=== WHAT TO DO ===
Extract each line of the data and write it out again exactly.

--------

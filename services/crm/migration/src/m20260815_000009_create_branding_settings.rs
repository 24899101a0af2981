use sea_orm_migration::prelude::*;

#[derive(DeriveMigrationName)]
pub struct Migration;

#[async_trait::async_trait]
impl MigrationTrait for Migration {
    async fn up(&self, manager: &SchemaManager) -> Result<(), DbErr> {
        manager
            .create_table(
                Table::create()
                    .table(BrandingSettings::Table)
                    .if_not_exists()
                    .col(
                        ColumnDef::new(BrandingSettings::Id)
                            .uuid()
                            .not_null()
                            .primary_key(),
                    )
                    .col(
                        ColumnDef::new(BrandingSettings::OrgName)
                            .string()
                            .not_null(),
                    )
                    .col(
                        ColumnDef::new(BrandingSettings::PrimaryColor)
                            .string()
                            .not_null()
                            .default("#1f2937"),
                    )
                    .col(
                        ColumnDef::new(BrandingSettings::AccentColor)
                            .string()
                            .not_null()
                            .default("#2563eb"),
                    )
                    .col(ColumnDef::new(BrandingSettings::LogoUrl).string().null())
                    .col(
                        ColumnDef::new(BrandingSettings::UpdatedAt)
                            .timestamp_with_time_zone()
                            .not_null()
                            .default(Expr::current_timestamp()),
                    )
                    .to_owned(),
            )
            .await
    }

    async fn down(&self, manager: &SchemaManager) -> Result<(), DbErr> {
        manager
            .drop_table(Table::drop().table(BrandingSettings::Table).to_owned())
            .await
    }
}

#[derive(Iden)]
enum BrandingSettings {
    Table,
    Id,
    OrgName,
    PrimaryColor,
    AccentColor,
    LogoUrl,
    UpdatedAt,
}
use sea_orm_migration::prelude::*;

#[derive(DeriveMigrationName)]
pub struct Migration;

#[async_trait::async_trait]
impl MigrationTrait for Migration {
    async fn up(&self, manager: &SchemaManager) -> Result<(), DbErr> {
        manager
            .create_table(
                Table::create()
                    .table(ExchangeRates::Table)
                    .if_not_exists()
                    .col(
                        ColumnDef::new(ExchangeRates::Id)
                            .uuid()
                            .not_null()
                            .primary_key(),
                    )
                    .col(ColumnDef::new(ExchangeRates::Date).date().not_null())
                    .col(
                        ColumnDef::new(ExchangeRates::UsdToArs)
                            .decimal_len(18, 4)
                            .not_null(),
                    )
                    .col(
                        ColumnDef::new(ExchangeRates::Source)
                            .string()
                            .not_null()
                            .default("manual"),
                    )
                    .col(
                        ColumnDef::new(ExchangeRates::CreatedAt)
                            .timestamp_with_time_zone()
                            .not_null()
                            .default(Expr::current_timestamp()),
                    )
                    .to_owned(),
            )
            .await?;

        manager
            .create_index(
                Index::create()
                    .name("idx_exchange_rates_date")
                    .table(ExchangeRates::Table)
                    .col(ExchangeRates::Date)
                    .to_owned(),
            )
            .await
    }

    async fn down(&self, manager: &SchemaManager) -> Result<(), DbErr> {
        manager
            .drop_table(Table::drop().table(ExchangeRates::Table).to_owned())
            .await
    }
}

#[derive(Iden)]
enum ExchangeRates {
    Table,
    Id,
    Date,
    UsdToArs,
    Source,
    CreatedAt,
}
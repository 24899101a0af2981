pub mod access_request;
pub mod branding;
pub mod company;
pub mod contact;
pub mod deal;
pub mod exchange_rate;
pub mod stage;
pub mod team;
pub mod user;
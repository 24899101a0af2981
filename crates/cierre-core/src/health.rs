use axum::http::StatusCode;

/// `GET /healthz` — the process is up.
pub async fn healthz() -> StatusCode {
    StatusCode::OK
}

/// `GET /readyz` — the service can take traffic. Services with external
/// dependencies wire their own variant; the default always succeeds.
pub async fn readyz() -> StatusCode {
    StatusCode::OK
}
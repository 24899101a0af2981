use axum::http::StatusCode;
use axum::response::{IntoResponse, Response};

use cierre_core::response::error_body;

/// CRM service domain error variants.
#[derive(Debug, thiserror::Error)]
pub enum CrmServiceError {
    #[error("user not found")]
    UserNotFound,
    #[error("team not found")]
    TeamNotFound,
    #[error("company not found")]
    CompanyNotFound,
    #[error("contact not found")]
    ContactNotFound,
    #[error("deal not found")]
    DealNotFound,
    #[error("stage not found")]
    StageNotFound,
    #[error("access request not found")]
    RequestNotFound,
    #[error("no exchange rate recorded")]
    RateUnavailable,
    #[error("forbidden")]
    Forbidden,
    #[error("validation error")]
    Validation(String),
    #[error("bad request")]
    BadRequest,
    #[error("invalid action")]
    InvalidAction,
    #[error("conflict")]
    Conflict,
    #[error("internal error")]
    Internal(#[from] anyhow::Error),
}

impl CrmServiceError {
    pub fn code(&self) -> &'static str {
        match self {
            Self::UserNotFound => "USER_NOT_FOUND",
            Self::TeamNotFound
            | Self::CompanyNotFound
            | Self::ContactNotFound
            | Self::DealNotFound
            | Self::StageNotFound
            | Self::RequestNotFound
            | Self::RateUnavailable => "NOT_FOUND",
            Self::Forbidden => "FORBIDDEN",
            Self::Validation(_) => "VALIDATION_ERROR",
            Self::BadRequest => "BAD_REQUEST",
            Self::InvalidAction => "INVALID_ACTION",
            Self::Conflict => "CONFLICT",
            Self::Internal(_) => "INTERNAL_ERROR",
        }
    }
}

impl IntoResponse for CrmServiceError {
    fn into_response(self) -> Response {
        let status = match &self {
            Self::UserNotFound
            | Self::TeamNotFound
            | Self::CompanyNotFound
            | Self::ContactNotFound
            | Self::DealNotFound
            | Self::StageNotFound
            | Self::RequestNotFound
            | Self::RateUnavailable => StatusCode::NOT_FOUND,
            Self::Forbidden => StatusCode::FORBIDDEN,
            Self::Validation(_) | Self::BadRequest | Self::InvalidAction => StatusCode::BAD_REQUEST,
            Self::Conflict => StatusCode::CONFLICT,
            Self::Internal(_) => StatusCode::INTERNAL_SERVER_ERROR,
        };
        // Log 500s only — tower-http TraceLayer already records method/uri/status
        // for all requests. 4xx are expected client errors; logging them here
        // would be noise. Internal errors need the anyhow chain logged so the
        // root cause is traceable.
        if let Self::Internal(ref e) = self {
            tracing::error!(error = %e, code = "INTERNAL_ERROR", "internal error");
        }
        let details = match &self {
            Self::Validation(detail) => Some(serde_json::json!({ "detail": detail })),
            _ => None,
        };
        let body = error_body(self.code(), &self.to_string(), details);
        (status, axum::Json(body)).into_response()
    }
}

--------

=== THE COMPLETED TASK ===
filename services/crm/migration/src/m20260815_000009_create_branding_settings.rs
repository 24899101a0af2981
use sea_orm_migration::prelude::*;

#[derive(DeriveMigrationName)]
pub struct Migration;

#[async_trait::async_trait]
impl MigrationTrait for Migration {
    async fn up(&self, manager: &SchemaManager) -> Result<(), DbErr> {
        manager
            .create_table(
                Table::create()
                    .table(BrandingSettings::Table)
                    .if_not_exists()
                    .col(
                        ColumnDef::new(BrandingSettings::Id)
                            .uuid()
                            .not_null()
                            .primary_key(),
                    )
                    .col(
                        ColumnDef::new(BrandingSettings::OrgName)
                            .string()
                            .not_null(),
                    )
                    .col(
                        ColumnDef::new(BrandingSettings::PrimaryColor)
                            .string()
                            .not_null()
                            .default("#1f2937"),
                    )
                    .col(
                        ColumnDef::new(BrandingSettings::AccentColor)
                            .string()
                            .not_null()
                            .default("#2563eb"),
                    )
                    .col(ColumnDef::new(BrandingSettings::LogoUrl).string().null())
                    .col(
                        ColumnDef::new(BrandingSettings::UpdatedAt)
                            .timestamp_with_time_zone()
                            .not_null()
                            .default(Expr::current_timestamp()),
                    )
                    .to_owned(),
            )
            .await
    }

    async fn down(&self, manager: &SchemaManager) -> Result<(), DbErr> {
        manager
            .drop_table(Table::drop().table(BrandingSettings::Table).to_owned())
            .await
    }
}

#[derive(Iden)]
enum BrandingSettings {
    Table,
    Id,
    OrgName,
    PrimaryColor,
    AccentColor,
    LogoUrl,
    UpdatedAt,
}
use sea_orm_migration::prelude::*;

#[derive(DeriveMigrationName)]
pub struct Migration;

#[async_trait::async_trait]
impl MigrationTrait for Migration {
    async fn up(&self, manager: &SchemaManager) -> Result<(), DbErr> {
        manager
            .create_table(
                Table::create()
                    .table(ExchangeRates::Table)
                    .if_not_exists()
                    .col(
                        ColumnDef::new(ExchangeRates::Id)
                            .uuid()
                            .not_null()
                            .primary_key(),
                    )
                    .col(ColumnDef::new(ExchangeRates::Date).date().not_null())
                    .col(
                        ColumnDef::new(ExchangeRates::UsdToArs)
                            .decimal_len(18, 4)
                            .not_null(),
                    )
                    .col(
                        ColumnDef::new(ExchangeRates::Source)
                            .string()
                            .not_null()
                            .default("manual"),
                    )
                    .col(
                        ColumnDef::new(ExchangeRates::CreatedAt)
                            .timestamp_with_time_zone()
                            .not_null()
                            .default(Expr::current_timestamp()),
                    )
                    .to_owned(),
            )
            .await?;

        manager
            .create_index(
                Index::create()
                    .name("idx_exchange_rates_date")
                    .table(ExchangeRates::Table)
                    .col(ExchangeRates::Date)
                    .to_owned(),
            )
            .await
    }

    async fn down(&self, manager: &SchemaManager) -> Result<(), DbErr> {
        manager
            .drop_table(Table::drop().table(ExchangeRates::Table).to_owned())
            .await
    }
}

#[derive(Iden)]
enum ExchangeRates {
    Table,
    Id,
    Date,
    UsdToArs,
    Source,
    CreatedAt,
}
repository 24899101a0af2981
pub mod access_request;
pub mod branding;
pub mod company;
pub mod contact;
pub mod deal;
pub mod exchange_rate;
pub mod stage;
pub mod team;
pub mod user;
repository 24899101a0af2981
filename crates/cierre-core/src/health.rs
use axum::http::StatusCode;

/// `GET /healthz` — the process is up.
pub async fn healthz() -> StatusCode {
    StatusCode::OK
}

/// `GET /readyz` — the service can take traffic. Services with external
/// dependencies wire their own variant; the default always succeeds.
pub async fn readyz() -> StatusCode {
    StatusCode::OK
}
repository 24899101a0af2981
use axum::http::StatusCode;
use axum::response::{IntoResponse, Response};

use cierre_core::response::error_body;

/// CRM service domain error variants.
#[derive(Debug, thiserror::Error)]
pub enum CrmServiceError {
    #[error("user not found")]
    UserNotFound,
    #[error("team not found")]
    TeamNotFound,
    #[error("company not found")]
    CompanyNotFound,
    #[error("contact not found")]
    ContactNotFound,
    #[error("deal not found")]
    DealNotFound,
    #[error("stage not found")]
    StageNotFound,
    #[error("access request not found")]
    RequestNotFound,
    #[error("no exchange rate recorded")]
    RateUnavailable,
    #[error("forbidden")]
    Forbidden,
    #[error("validation error")]
    Validation(String),
    #[error("bad request")]
    BadRequest,
    #[error("invalid action")]
    InvalidAction,
    #[error("conflict")]
    Conflict,
    #[error("internal error")]
    Internal(#[from] anyhow::Error),
}

impl CrmServiceError {
    pub fn code(&self) -> &'static str {
        match self {
            Self::UserNotFound => "USER_NOT_FOUND",
            Self::TeamNotFound
            | Self::CompanyNotFound
            | Self::ContactNotFound
            | Self::DealNotFound
            | Self::StageNotFound
            | Self::RequestNotFound
            | Self::RateUnavailable => "NOT_FOUND",
            Self::Forbidden => "FORBIDDEN",
            Self::Validation(_) => "VALIDATION_ERROR",
            Self::BadRequest => "BAD_REQUEST",
            Self::InvalidAction => "INVALID_ACTION",
            Self::Conflict => "CONFLICT",
            Self::Internal(_) => "INTERNAL_ERROR",
        }
    }
}

impl IntoResponse for CrmServiceError {
    fn into_response(self) -> Response {
        let status = match &self {
            Self::UserNotFound
            | Self::TeamNotFound
            | Self::CompanyNotFound
            | Self::ContactNotFound
            | Self::DealNotFound
            | Self::StageNotFound
            | Self::RequestNotFound
            | Self::RateUnavailable => StatusCode::NOT_FOUND,
            Self::Forbidden => StatusCode::FORBIDDEN,
            Self::Validation(_) | Self::BadRequest | Self::InvalidAction => StatusCode::BAD_REQUEST,
            Self::Conflict => StatusCode::CONFLICT,
            Self::Internal(_) => StatusCode::INTERNAL_SERVER_ERROR,
        };
        // Log 500s only — tower-http TraceLayer already records method/uri/status
        // for all requests. 4xx are expected client errors; logging them here
        // would be noise. Internal errors need the anyhow chain logged so the
        // root cause is traceable.
        if let Self::Internal(ref e) = self {
            tracing::error!(error = %e, code = "INTERNAL_ERROR", "internal error");
        }
        let details = match &self {
            Self::Validation(detail) => Some(serde_json::json!({ "detail": detail })),
            _ => None,
        };
        let body = error_body(self.code(), &self.to_string(), details);
        (status, axum::Json(body)).into_response()
    }
}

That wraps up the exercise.